## Exercise instructions
Set down exactly, from the records below, the line with "assert!(cluster.status.is_some());" through the line with "let invalid = status(&platform, &key);", and nothing else.

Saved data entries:
+===+

mod crd_tests {
    use mysql_operator::crd::{
        ClusterPhase, ClusterState, Condition, InnoDBClusterSpec, MemberRole, RouterSpec,
    };

    #[test]
    fn test_phase_display() {
        assert_eq!(ClusterPhase::Initializing.to_string(), "Initializing");
        assert_eq!(ClusterPhase::Growing.to_string(), "Growing");
        assert_eq!(ClusterPhase::Shrinking.to_string(), "Shrinking");
        assert_eq!(ClusterPhase::Stable.to_string(), "Stable");
        assert_eq!(ClusterPhase::Degraded.to_string(), "Degraded");
        assert_eq!(ClusterPhase::Deleting.to_string(), "Deleting");
        assert_eq!(ClusterPhase::Deleted.to_string(), "Deleted");
    }

    #[test]
    fn test_phase_default() {
        assert_eq!(ClusterPhase::default(), ClusterPhase::Initializing);
    }

    #[test]
    fn test_cluster_state_serializes_upper_case() {
        assert_eq!(
            serde_json::to_string(&ClusterState::Online).unwrap(),
            "\"ONLINE\""
        );
        assert_eq!(ClusterState::Finalizing.to_string(), "FINALIZING");
    }

    #[test]
    fn test_member_role_label_value() {
        assert_eq!(MemberRole::Primary.label_value(), Some("PRIMARY"));
        assert_eq!(MemberRole::Secondary.label_value(), Some("SECONDARY"));
        assert_eq!(MemberRole::Unknown.label_value(), None);
    }

    #[test]
    fn test_condition_ready() {
        let condition = Condition::ready(true, "AllMembersOnline", "3/3 members online", Some(1));
        assert_eq!(condition.r#type, "Ready");
        assert_eq!(condition.status, "True");
        assert_eq!(condition.reason, "AllMembersOnline");
        assert_eq!(condition.observed_generation, Some(1));
        assert!(condition.is_true());
    }

    #[test]
    fn test_condition_degraded() {
        let condition = Condition::degraded(false, "MembersHealthy", "No member failing", None);
        assert_eq!(condition.r#type, "Degraded");
        assert!(!condition.is_true());
    }

    #[test]
    fn test_spec_defaults() {
        let spec: InnoDBClusterSpec = serde_json::from_str("{}").unwrap();
        assert_eq!(spec.instances, 1);
        assert_eq!(spec.router_instances(), 0);
        assert_eq!(spec.server_version(), "8.0.36");
    }

    #[test]
    fn test_spec_router_and_image() {
        let spec: InnoDBClusterSpec = serde_json::from_value(serde_json::json!({
            "instances": 3,
            "router": {"instances": 2},
            "image": "registry.local:5000/mysql/mysql-server:8.0.40",
        }))
        .unwrap();
        assert_eq!(spec.router, Some(RouterSpec { instances: 2 }));
        assert_eq!(spec.router_instances(), 2);
        assert_eq!(spec.server_version(), "8.0.40");
    }

    #[test]
    fn test_server_version_without_tag() {
        let spec = InnoDBClusterSpec {
            image: Some("registry.local:5000/mysql".to_string()),
            ..Default::default()
        };
        assert_eq!(spec.server_version(), "latest");
    }
}
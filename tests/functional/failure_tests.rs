//! Quorum protection, member failure and injected store faults.

use std::sync::Arc;
use std::time::Duration;

use kube::runtime::controller::Action as ControllerAction;
use mysql_operator::controller::cluster_reconciler::{
    CONVERGING_REQUEUE, DEGRADED_REQUEUE, SPEC_INVALID_REQUEUE, error_policy, reconcile_cluster,
};
use mysql_operator::controller::context::Settings;
use mysql_operator::controller::diff::{Action, FinalizerTarget};
use mysql_operator::controller::error::Error;
use mysql_operator::controller::status::{find_condition, is_condition_true};
use mysql_operator::crd::{ClusterPhase, ClusterState, ConditionType, InnoDBClusterStatus};
use mysql_operator::resources::common::{CLUSTER_FINALIZER, MEMBERSHIP_FINALIZER};
use mysql_operator::store::{Fault, FaultOp, ObjectKey, ObjectStore};

use crate::common::{TestPlatform, fast_settings, test_cluster};

fn status(platform: &TestPlatform, key: &ObjectKey) -> InnoDBClusterStatus {
    platform
        .cluster(key)
        .and_then(|c| c.status)
        .expect("status published")
}

#[tokio::test]
async fn test_scale_down_blocked_while_survivor_not_ready() {
    let platform = TestPlatform::new();
    let key = platform
        .create_cluster(&test_cluster("fragile", 3, None))
        .await;
    platform.converge(&key, 10).await;

    platform.stall(&key, "fragile-0");
    platform.update_spec(&key, |spec| spec.instances = 1).await;

    let outcome = platform.reconcile(&key).await.expect("reconcile");
    assert_eq!(outcome.phase, ClusterPhase::Shrinking);
    assert!(outcome.report.quorum_blocked());
    assert_eq!(
        outcome.report.failed[0].action,
        Action::DeleteMemberPod(2)
    );
    assert!(outcome.report.skipped.contains(&Action::DeleteMemberPod(1)));
    assert_eq!(outcome.requeue_after, Some(Duration::from_secs(15)));
    assert_eq!(platform.member_ordinals(&key), vec![0, 1, 2]);
    assert!(
        platform
            .member_pods(&key)
            .iter()
            .all(|p| p.metadata.deletion_timestamp.is_none())
    );

    let blocked = status(&platform, &key);
    // Members 1 and 2 are online but beyond spec.instances.
    assert_eq!(blocked.online_instances(), 0);
    let condition =
        find_condition(&blocked.conditions, ConditionType::QuorumAtRisk).expect("condition");
    assert!(condition.is_true());
    assert_eq!(condition.reason, "ScaleDownBlocked");
    // Quorum deferral is not an action failure.
    assert!(!is_condition_true(
        &blocked.conditions,
        ConditionType::ActionFailed
    ));

    platform.recover(&key, "fragile-0");
    platform.converge(&key, 10).await;
    assert_eq!(platform.member_ordinals(&key), vec![0]);
    assert!(!is_condition_true(
        &status(&platform, &key).conditions,
        ConditionType::QuorumAtRisk
    ));
}

#[tokio::test]
async fn test_external_member_deletion_waits_for_majority() {
    let platform = TestPlatform::new();
    let key = platform
        .create_cluster(&test_cluster("outside", 3, None))
        .await;
    platform.converge(&key, 10).await;

    platform.stall(&key, "outside-0");
    platform
        .memory
        .pods
        .delete(&key.namespace, "outside-1")
        .await
        .expect("deletion accepted");

    let outcome = platform.reconcile(&key).await.expect("reconcile");
    assert!(outcome.report.quorum_blocked());
    assert_eq!(
        outcome.report.failed[0].action,
        Action::RemoveFinalizer(
            FinalizerTarget::Member(1),
            MEMBERSHIP_FINALIZER.to_string()
        )
    );
    let held = platform
        .memory
        .pods
        .peek(&key.namespace, "outside-1")
        .expect("member held by its finalizer");
    assert!(held.metadata.deletion_timestamp.is_some());
    assert!(is_condition_true(
        &status(&platform, &key).conditions,
        ConditionType::QuorumAtRisk
    ));

    platform.recover(&key, "outside-0");
    let phases = platform.converge(&key, 10).await;
    assert_eq!(phases.last(), Some(&ClusterPhase::Stable));
    assert_eq!(platform.member_ordinals(&key), vec![0, 1, 2]);
    assert!(
        platform
            .member_pods(&key)
            .iter()
            .all(|p| p.metadata.deletion_timestamp.is_none())
    );
}

#[tokio::test]
async fn test_deletion_waits_while_quorum_at_risk() {
    let platform = TestPlatform::new();
    let key = platform
        .create_cluster(&test_cluster("doomed", 3, None))
        .await;
    platform.converge(&key, 10).await;

    platform.stall(&key, "doomed-0");
    platform.delete_cluster(&key).await;

    let outcome = platform.reconcile(&key).await.expect("reconcile");
    assert_eq!(outcome.phase, ClusterPhase::Deleting);
    assert!(outcome.report.quorum_blocked());
    assert_eq!(outcome.report.failed[0].action, Action::DeleteMemberPod(2));
    assert_eq!(platform.member_ordinals(&key), vec![0, 1, 2]);

    let cluster = platform.cluster(&key).expect("cluster held by its finalizer");
    assert!(
        cluster
            .metadata
            .finalizers
            .is_some_and(|f| f.contains(&CLUSTER_FINALIZER.to_string()))
    );
    let pending = status(&platform, &key);
    let condition =
        find_condition(&pending.conditions, ConditionType::QuorumAtRisk).expect("condition");
    assert!(condition.is_true());
    assert_eq!(condition.reason, "PendingDelete");

    // Still blocked on the next cycle.
    platform.kubelet();
    let again = platform.reconcile(&key).await.expect("reconcile");
    assert!(again.report.quorum_blocked());
    assert!(platform.cluster(&key).is_some());

    platform.recover(&key, "doomed-0");
    platform.converge(&key, 15).await;
    assert!(platform.cluster(&key).is_none());
    assert!(platform.member_pods(&key).is_empty());
}

#[tokio::test]
async fn test_member_failure_degrades_cluster() {
    let platform = TestPlatform::with_settings(Settings {
        member_failure_grace: Duration::ZERO,
        ..fast_settings()
    });
    let key = platform
        .create_cluster(&test_cluster("flaky", 3, None))
        .await;
    platform.converge(&key, 10).await;

    platform.stall(&key, "flaky-2");
    let outcome = platform.reconcile(&key).await.expect("reconcile");
    assert_eq!(outcome.phase, ClusterPhase::Degraded);
    assert_eq!(outcome.requeue_after, Some(DEGRADED_REQUEUE));

    let degraded = status(&platform, &key);
    assert_eq!(degraded.online_instances(), 2);
    assert_eq!(
        degraded.cluster.map(|c| c.status),
        Some(ClusterState::Degraded)
    );
    assert!(is_condition_true(
        &degraded.conditions,
        ConditionType::Degraded
    ));
    assert!(!is_condition_true(&degraded.conditions, ConditionType::Ready));

    platform.recover(&key, "flaky-2");
    let phases = platform.converge(&key, 5).await;
    assert_eq!(phases.last(), Some(&ClusterPhase::Stable));
    assert!(!is_condition_true(
        &status(&platform, &key).conditions,
        ConditionType::Degraded
    ));
}

#[tokio::test]
async fn test_not_ready_member_within_grace_is_not_failed() {
    let platform = TestPlatform::new();
    let key = platform
        .create_cluster(&test_cluster("patient", 3, None))
        .await;
    platform.converge(&key, 10).await;

    platform.stall(&key, "patient-1");
    let outcome = platform.reconcile(&key).await.expect("reconcile");
    assert_ne!(outcome.phase, ClusterPhase::Degraded);
    assert_ne!(outcome.phase, ClusterPhase::Stable);
}

#[tokio::test]
async fn test_transient_faults_are_retried() {
    let platform = TestPlatform::new();
    let key = platform
        .create_cluster(&test_cluster("bumpy", 3, None))
        .await;
    platform
        .memory
        .pods
        .fail_next(FaultOp::Create, Fault::Transient, 2);
    platform
        .memory
        .services
        .fail_next(FaultOp::Create, Fault::Transient, 1);

    let first = platform.reconcile(&key).await.expect("reconcile");
    assert!(first.report.failed.is_empty(), "{:?}", first.report.failed);
    assert_eq!(platform.member_ordinals(&key), vec![0, 1, 2]);

    platform.kubelet();
    let phases = platform.converge(&key, 10).await;
    assert_eq!(phases.last(), Some(&ClusterPhase::Stable));
}

#[tokio::test]
async fn test_exhausted_retries_surface_action_failed() {
    let platform = TestPlatform::new();
    let key = platform
        .create_cluster(&test_cluster("stuck", 1, None))
        .await;
    platform
        .memory
        .pods
        .fail_next(FaultOp::Create, Fault::Transient, 3);

    let outcome = platform.reconcile(&key).await.expect("reconcile");
    assert_eq!(outcome.report.failed.len(), 1);
    assert_eq!(outcome.report.failed[0].action, Action::CreateMemberPod(0));
    let delay = outcome.requeue_after.expect("requeued");
    assert!(delay >= Duration::from_secs(1) && delay <= Duration::from_secs(3));

    let failed = status(&platform, &key);
    let condition =
        find_condition(&failed.conditions, ConditionType::ActionFailed).expect("condition");
    assert!(condition.is_true());
    assert_eq!(condition.reason, "RetriesExhausted");

    platform.converge(&key, 10).await;
    assert!(!is_condition_true(
        &status(&platform, &key).conditions,
        ConditionType::ActionFailed
    ));
}

#[tokio::test]
async fn test_write_conflicts_are_refetched() {
    let platform = TestPlatform::new();
    let key = platform
        .create_cluster(&test_cluster("contended", 1, None))
        .await;
    platform
        .memory
        .clusters
        .fail_next(FaultOp::Replace, Fault::Conflict, 2);
    platform
        .memory
        .clusters
        .fail_next(FaultOp::ReplaceStatus, Fault::Conflict, 2);

    let outcome = platform.reconcile(&key).await.expect("reconcile");
    assert!(outcome.report.failed.is_empty());
    let cluster = platform.cluster(&key).expect("cluster");
    assert!(
        cluster
            .metadata
            .finalizers
            .is_some_and(|f| f.contains(&CLUSTER_FINALIZER.to_string()))
    );
    assert!(cluster.status.is_some());
}

#[tokio::test]
async fn test_status_conflicts_exhausted() {
    let platform = TestPlatform::new();
    let key = platform
        .create_cluster(&test_cluster("hot", 1, None))
        .await;
    let attempts = platform.ctx.settings.conflict_attempts as usize;
    platform
        .memory
        .clusters
        .fail_next(FaultOp::ReplaceStatus, Fault::Conflict, attempts);

    let err = platform.reconcile(&key).await.expect_err("status write fails");
    assert!(matches!(err, Error::ConflictExhausted { .. }), "{err}");
    let cluster = Arc::new(platform.cluster(&key).expect("cluster exists"));
    assert_ne!(
        error_policy(cluster, &err, platform.ctx.clone()),
        ControllerAction::await_change()
    );

    platform.kubelet();
    let phases = platform.converge(&key, 10).await;
    assert_eq!(phases.last(), Some(&ClusterPhase::Stable));
}

#[tokio::test]
async fn test_invalid_spec_is_reported_not_applied() {
    let platform = TestPlatform::new();
    let key = platform
        .create_cluster(&test_cluster("broken", 12, None))
        .await;

    let outcome = platform.reconcile(&key).await.expect("reconcile");
    assert!(outcome.actions.is_empty());
    assert_eq!(outcome.phase, ClusterPhase::Initializing);
    assert_eq!(outcome.requeue_after, Some(SPEC_INVALID_REQUEUE));
    assert!(platform.member_pods(&key).is_empty());

    let invalid = status(&platform, &key);
    let condition =
        find_condition(&invalid.conditions, ConditionType::SpecInvalid).expect("condition");
    assert!(condition.is_true());
    assert_eq!(condition.reason, "ValidationFailed");
    assert!(condition.message.contains("spec.instances"));

    platform.update_spec(&key, |spec| spec.instances = 3).await;
    platform.converge(&key, 10).await;
    assert_eq!(platform.member_ordinals(&key), vec![0, 1, 2]);
    assert!(!is_condition_true(
        &status(&platform, &key).conditions,
        ConditionType::SpecInvalid
    ));
}

#[tokio::test]
async fn test_not_found_stops_requeue() {
    let platform = TestPlatform::new();
    let gone = Arc::new(test_cluster("gone", 1, None));

    let err = reconcile_cluster(gone.clone(), platform.ctx.clone())
        .await
        .expect_err("cluster is not stored");
    assert!(err.is_not_found());
    assert_eq!(
        error_policy(gone, &err, platform.ctx.clone()),
        ControllerAction::await_change()
    );
}

#[tokio::test]
async fn test_controller_action_follows_requeue_delay() {
    let platform = TestPlatform::new();
    let key = platform
        .create_cluster(&test_cluster("paced", 1, None))
        .await;
    let cluster = Arc::new(platform.cluster(&key).expect("cluster exists"));

    let action = reconcile_cluster(cluster, platform.ctx.clone())
        .await
        .expect("reconcile");
    assert_eq!(action, ControllerAction::requeue(CONVERGING_REQUEUE));
}
//! Health and metrics endpoints.
//!
//! - `/healthz`: liveness, 200 while the process serves requests
//! - `/readyz`: readiness, 200 once this replica leads and runs the controller
//! - `/metrics`: Prometheus text exposition, every metric prefixed `mysqloperator_`

use std::sync::Arc;
use std::sync::atomic::{AtomicBool, Ordering};

use axum::{Router, extract::State, http::StatusCode, http::header, routing::get};
use prometheus_client::encoding::text::encode;
use prometheus_client::encoding::{EncodeLabel, EncodeLabelSet, LabelSetEncoder};
use prometheus_client::metrics::counter::Counter;
use prometheus_client::metrics::family::Family;
use prometheus_client::metrics::gauge::Gauge;
use prometheus_client::metrics::histogram::{Histogram, exponential_buckets};
use prometheus_client::registry::Registry;
use tokio_util::sync::CancellationToken;
use tracing::{error, info};

const METRICS_PREFIX: &str = "mysqloperator";
const OPENMETRICS_TEXT: &str = "text/plain; version=0.0.4; charset=utf-8";

/// Identifies one InnoDBCluster in metric labels.
#[derive(Clone, Debug, Hash, PartialEq, Eq)]
pub struct ClusterLabels {
    pub namespace: String,
    pub name: String,
}

impl ClusterLabels {
    fn new(namespace: &str, name: &str) -> Self {
        Self {
            namespace: namespace.to_string(),
            name: name.to_string(),
        }
    }
}

impl EncodeLabelSet for ClusterLabels {
    fn encode(&self, encoder: &mut LabelSetEncoder<'_>) -> Result<(), std::fmt::Error> {
        ("namespace", self.namespace.as_str()).encode(encoder.encode_label())?;
        ("name", self.name.as_str()).encode(encoder.encode_label())
    }
}

/// Action kind and whether it was applied.
#[derive(Clone, Debug, Hash, PartialEq, Eq)]
pub struct ActionLabels {
    pub kind: &'static str,
    pub result: &'static str,
}

impl EncodeLabelSet for ActionLabels {
    fn encode(&self, encoder: &mut LabelSetEncoder<'_>) -> Result<(), std::fmt::Error> {
        ("kind", self.kind).encode(encoder.encode_label())?;
        ("result", self.result).encode(encoder.encode_label())
    }
}

#[derive(Clone, Debug, Hash, PartialEq, Eq)]
pub struct PhaseLabels {
    pub phase: String,
}

impl EncodeLabelSet for PhaseLabels {
    fn encode(&self, encoder: &mut LabelSetEncoder<'_>) -> Result<(), std::fmt::Error> {
        ("phase", self.phase.as_str()).encode(encoder.encode_label())
    }
}

/// Operator metrics.
pub struct Metrics {
    pub reconciliations: Family<ClusterLabels, Counter>,
    pub reconcile_errors: Family<ClusterLabels, Counter>,
    pub reconcile_duration: Family<ClusterLabels, Histogram>,
    /// Transitions by target phase
    pub phase_transitions: Family<PhaseLabels, Counter>,
    pub instances_desired: Family<ClusterLabels, Gauge>,
    pub instances_online: Family<ClusterLabels, Gauge>,
    pub actions: Family<ActionLabels, Counter>,
    registry: Registry,
}

impl Default for Metrics {
    fn default() -> Self {
        Self::new()
    }
}

impl Metrics {
    pub fn new() -> Self {
        let mut registry = Registry::with_prefix(METRICS_PREFIX);
        let metrics = Self {
            reconciliations: Family::default(),
            reconcile_errors: Family::default(),
            reconcile_duration: Family::new_with_constructor(|| {
                Histogram::new(exponential_buckets(0.005, 2.0, 12))
            }),
            phase_transitions: Family::default(),
            instances_desired: Family::default(),
            instances_online: Family::default(),
            actions: Family::default(),
            registry: Registry::default(),
        };

        registry.register(
            "reconciliations",
            "Reconciliation cycles completed per cluster",
            metrics.reconciliations.clone(),
        );
        registry.register(
            "reconciliation_errors",
            "Reconciliation cycles that ended in an error per cluster",
            metrics.reconcile_errors.clone(),
        );
        registry.register(
            "reconcile_duration_seconds",
            "Wall time of one reconciliation cycle",
            metrics.reconcile_duration.clone(),
        );
        registry.register(
            "phase_transitions",
            "InnoDBCluster phase transitions by target phase",
            metrics.phase_transitions.clone(),
        );
        registry.register(
            "instances_desired",
            "Server instances requested by spec.instances",
            metrics.instances_desired.clone(),
        );
        registry.register(
            "instances_online",
            "Server instances online in the group",
            metrics.instances_online.clone(),
        );
        registry.register(
            "actions",
            "Actions executed by kind and result",
            metrics.actions.clone(),
        );

        Self {
            registry,
            ..metrics
        }
    }

    pub fn record_reconcile(&self, namespace: &str, name: &str, duration_secs: f64) {
        let labels = ClusterLabels::new(namespace, name);
        self.reconciliations.get_or_create(&labels).inc();
        self.reconcile_duration
            .get_or_create(&labels)
            .observe(duration_secs);
    }

    pub fn record_error(&self, namespace: &str, name: &str) {
        self.reconcile_errors
            .get_or_create(&ClusterLabels::new(namespace, name))
            .inc();
    }

    pub fn record_phase_transition(&self, phase: &str) {
        self.phase_transitions
            .get_or_create(&PhaseLabels {
                phase: phase.to_string(),
            })
            .inc();
    }

    pub fn set_instances(&self, namespace: &str, name: &str, desired: i64, online: i64) {
        let labels = ClusterLabels::new(namespace, name);
        self.instances_desired.get_or_create(&labels).set(desired);
        self.instances_online.get_or_create(&labels).set(online);
    }

    pub fn record_action(&self, kind: &'static str, success: bool) {
        let result = if success { "applied" } else { "failed" };
        self.actions
            .get_or_create(&ActionLabels { kind, result })
            .inc();
    }

    /// Render all metrics in the text exposition format.
    pub fn encode(&self) -> String {
        let mut buffer = String::new();
        if let Err(e) = encode(&mut buffer, &self.registry) {
            error!(error = %e, "Failed to encode metrics");
        }
        buffer
    }
}

/// State shared between the operator and the health server.
#[derive(Default)]
pub struct HealthState {
    ready: AtomicBool,
    pub metrics: Metrics,
}

impl HealthState {
    /// Not ready until [`set_ready`](Self::set_ready) is called.
    pub fn new() -> Self {
        Self::default()
    }

    pub fn set_ready(&self, ready: bool) {
        self.ready.store(ready, Ordering::SeqCst);
    }

    pub fn is_ready(&self) -> bool {
        self.ready.load(Ordering::SeqCst)
    }
}

async fn readyz(State(state): State<Arc<HealthState>>) -> (StatusCode, &'static str) {
    if state.is_ready() {
        (StatusCode::OK, "ready")
    } else {
        (StatusCode::SERVICE_UNAVAILABLE, "not ready")
    }
}

async fn metrics(
    State(state): State<Arc<HealthState>>,
) -> (StatusCode, [(header::HeaderName, &'static str); 1], String) {
    (
        StatusCode::OK,
        [(header::CONTENT_TYPE, OPENMETRICS_TEXT)],
        state.metrics.encode(),
    )
}

pub fn create_router(state: Arc<HealthState>) -> Router {
    Router::new()
        .route("/healthz", get(|| async { "ok" }))
        .route("/readyz", get(readyz))
        .route("/metrics", get(metrics))
        .with_state(state)
}

/// Serve the health and metrics endpoints on `0.0.0.0:port` until `shutdown` fires.
pub async fn run_health_server(
    state: Arc<HealthState>,
    port: u16,
    shutdown: CancellationToken,
) -> Result<(), std::io::Error> {
    let addr = std::net::SocketAddr::from(([0, 0, 0, 0], port));
    let listener = tokio::net::TcpListener::bind(addr).await?;
    info!(port, "Health server listening");

    axum::serve(listener, create_router(state))
        .with_graceful_shutdown(shutdown.cancelled_owned())
        .await
}
//! Object store backed by the Kubernetes API.

use std::collections::BTreeMap;
use std::marker::PhantomData;

use async_trait::async_trait;
use futures::StreamExt;
use kube::api::{Api, DeleteParams, ListParams, Patch, PatchParams, PostParams};
use kube::runtime::{WatchStreamExt, watcher};
use kube::{Client, ResourceExt};

use super::{ObjectStore, StoredObject, WatchStream, selector_string};
use crate::controller::context::FIELD_MANAGER;
use crate::controller::error::{Error, Result};

/// [`ObjectStore`] over `kube::Api<K>`.
pub struct KubeStore<K> {
    client: Client,
    _kind: PhantomData<fn() -> K>,
}

impl<K: StoredObject> KubeStore<K> {
    pub fn new(client: Client) -> Self {
        Self {
            client,
            _kind: PhantomData,
        }
    }

    fn api(&self, namespace: &str) -> Api<K> {
        Api::namespaced(self.client.clone(), namespace)
    }
}

fn kind<K: StoredObject>() -> String {
    K::kind(&()).to_string()
}

#[async_trait]
impl<K: StoredObject> ObjectStore<K> for KubeStore<K> {
    async fn get(&self, namespace: &str, name: &str) -> Result<K> {
        self.api(namespace)
            .get(name)
            .await
            .map_err(|e| Error::from_kube(e, &kind::<K>(), name))
    }

    async fn list(&self, namespace: &str, selector: &BTreeMap<String, String>) -> Result<Vec<K>> {
        let params = ListParams::default().labels(&selector_string(selector));
        let list = self
            .api(namespace)
            .list(&params)
            .await
            .map_err(|e| Error::from_kube(e, &kind::<K>(), namespace))?;
        Ok(list.items)
    }

    async fn create(&self, obj: &K) -> Result<K> {
        let namespace = obj.namespace().unwrap_or_default();
        self.api(&namespace)
            .create(&PostParams::default(), obj)
            .await
            .map_err(|e| Error::from_kube(e, &kind::<K>(), &obj.name_any()))
    }

    async fn replace(&self, obj: &K) -> Result<K> {
        let namespace = obj.namespace().unwrap_or_default();
        let name = obj.name_any();
        self.api(&namespace)
            .replace(&name, &PostParams::default(), obj)
            .await
            .map_err(|e| Error::from_kube(e, &kind::<K>(), &name))
    }

    async fn replace_status(&self, obj: &K) -> Result<K> {
        let namespace = obj.namespace().unwrap_or_default();
        let name = obj.name_any();
        let value = serde_json::to_value(obj)?;
        // A merge patch carrying resourceVersion is rejected with 409 when stale.
        let patch = serde_json::json!({
            "metadata": { "resourceVersion": obj.resource_version() },
            "status": value.get("status").cloned().unwrap_or(serde_json::Value::Null),
        });
        let params = PatchParams {
            field_manager: Some(FIELD_MANAGER.to_string()),
            ..Default::default()
        };
        self.api(&namespace)
            .patch_status(&name, &params, &Patch::Merge(&patch))
            .await
            .map_err(|e| Error::from_kube(e, &kind::<K>(), &name))
    }

    async fn delete(&self, namespace: &str, name: &str) -> Result<()> {
        self.api(namespace)
            .delete(name, &DeleteParams::default())
            .await
            .map(|_| ())
            .map_err(|e| Error::from_kube(e, &kind::<K>(), name))
    }

    fn watch(&self, namespace: Option<&str>) -> WatchStream<K> {
        let api: Api<K> = match namespace {
            Some(ns) => Api::namespaced(self.client.clone(), ns),
            None => Api::all(self.client.clone()),
        };
        watcher(api, watcher::Config::default().any_semantic())
            .default_backoff()
            .boxed()
    }
}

+===+

## Answer section
    assert!(cluster.status.is_some());
}

#[tokio::test]
async fn test_status_conflicts_exhausted() {
    let platform = TestPlatform::new();
    let key = platform
        .create_cluster(&test_cluster("hot", 1, None))
        .await;
    let attempts = platform.ctx.settings.conflict_attempts as usize;
    platform
        .memory
        .clusters
        .fail_next(FaultOp::ReplaceStatus, Fault::Conflict, attempts);

    let err = platform.reconcile(&key).await.expect_err("status write fails");
    assert!(matches!(err, Error::ConflictExhausted { .. }), "{err}");
    let cluster = Arc::new(platform.cluster(&key).expect("cluster exists"));
    assert_ne!(
        error_policy(cluster, &err, platform.ctx.clone()),
        ControllerAction::await_change()
    );

    platform.kubelet();
    let phases = platform.converge(&key, 10).await;
    assert_eq!(phases.last(), Some(&ClusterPhase::Stable));
}

#[tokio::test]
async fn test_invalid_spec_is_reported_not_applied() {
    let platform = TestPlatform::new();
    let key = platform
        .create_cluster(&test_cluster("broken", 12, None))
        .await;

    let outcome = platform.reconcile(&key).await.expect("reconcile");
    assert!(outcome.actions.is_empty());
    assert_eq!(outcome.phase, ClusterPhase::Initializing);
    assert_eq!(outcome.requeue_after, Some(SPEC_INVALID_REQUEUE));
    assert!(platform.member_pods(&key).is_empty());

    let invalid = status(&platform, &key);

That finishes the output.